>>
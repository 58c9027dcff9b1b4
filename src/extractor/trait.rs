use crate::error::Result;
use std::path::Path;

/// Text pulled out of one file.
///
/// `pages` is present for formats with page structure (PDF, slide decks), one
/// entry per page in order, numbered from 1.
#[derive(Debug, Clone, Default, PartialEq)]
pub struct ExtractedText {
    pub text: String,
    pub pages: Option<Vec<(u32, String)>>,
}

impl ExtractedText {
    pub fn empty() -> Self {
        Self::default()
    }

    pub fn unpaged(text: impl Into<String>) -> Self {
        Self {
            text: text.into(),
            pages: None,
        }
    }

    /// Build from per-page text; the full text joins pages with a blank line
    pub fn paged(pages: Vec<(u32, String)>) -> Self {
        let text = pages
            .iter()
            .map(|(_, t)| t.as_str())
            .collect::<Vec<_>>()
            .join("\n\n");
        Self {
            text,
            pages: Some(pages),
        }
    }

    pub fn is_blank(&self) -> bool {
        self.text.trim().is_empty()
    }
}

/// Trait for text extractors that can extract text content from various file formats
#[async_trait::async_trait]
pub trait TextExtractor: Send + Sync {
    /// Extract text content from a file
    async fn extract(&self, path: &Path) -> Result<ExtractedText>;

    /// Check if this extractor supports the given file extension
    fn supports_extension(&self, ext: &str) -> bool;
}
<<
>>
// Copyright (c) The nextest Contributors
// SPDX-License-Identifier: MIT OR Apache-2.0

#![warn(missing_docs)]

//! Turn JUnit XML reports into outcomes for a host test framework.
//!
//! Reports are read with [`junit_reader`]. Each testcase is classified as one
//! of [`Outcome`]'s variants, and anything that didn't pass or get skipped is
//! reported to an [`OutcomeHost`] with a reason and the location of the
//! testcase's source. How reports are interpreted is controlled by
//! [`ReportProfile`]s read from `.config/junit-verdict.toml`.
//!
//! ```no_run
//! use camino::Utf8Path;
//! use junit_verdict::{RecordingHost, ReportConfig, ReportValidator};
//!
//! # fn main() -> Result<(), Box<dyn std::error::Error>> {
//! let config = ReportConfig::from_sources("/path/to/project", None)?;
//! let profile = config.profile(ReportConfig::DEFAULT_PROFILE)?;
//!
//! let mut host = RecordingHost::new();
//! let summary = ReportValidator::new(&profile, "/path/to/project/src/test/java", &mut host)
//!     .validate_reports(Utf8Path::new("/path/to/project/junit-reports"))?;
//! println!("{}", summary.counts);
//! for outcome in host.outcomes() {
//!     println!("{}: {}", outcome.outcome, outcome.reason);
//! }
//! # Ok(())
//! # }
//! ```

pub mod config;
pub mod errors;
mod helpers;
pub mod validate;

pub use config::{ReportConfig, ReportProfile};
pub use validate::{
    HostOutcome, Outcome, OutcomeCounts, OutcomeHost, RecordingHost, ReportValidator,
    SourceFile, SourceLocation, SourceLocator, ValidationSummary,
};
<<
Goal of the exercise: In the entries above, please find the line with "repository 58c9027dcff9b1b4" and the line with "pub struct ExtractedText", then write out exactly those two lines and every line between them, and nothing more.

Task output:
repository 58c9027dcff9b1b4
filename src/extractor/trait.rs
use crate::error::Result;
use std::path::Path;

/// Text pulled out of one file.
///
/// `pages` is present for formats with page structure (PDF, slide decks), one
/// entry per page in order, numbered from 1.
#[derive(Debug, Clone, Default, PartialEq)]
pub struct ExtractedText {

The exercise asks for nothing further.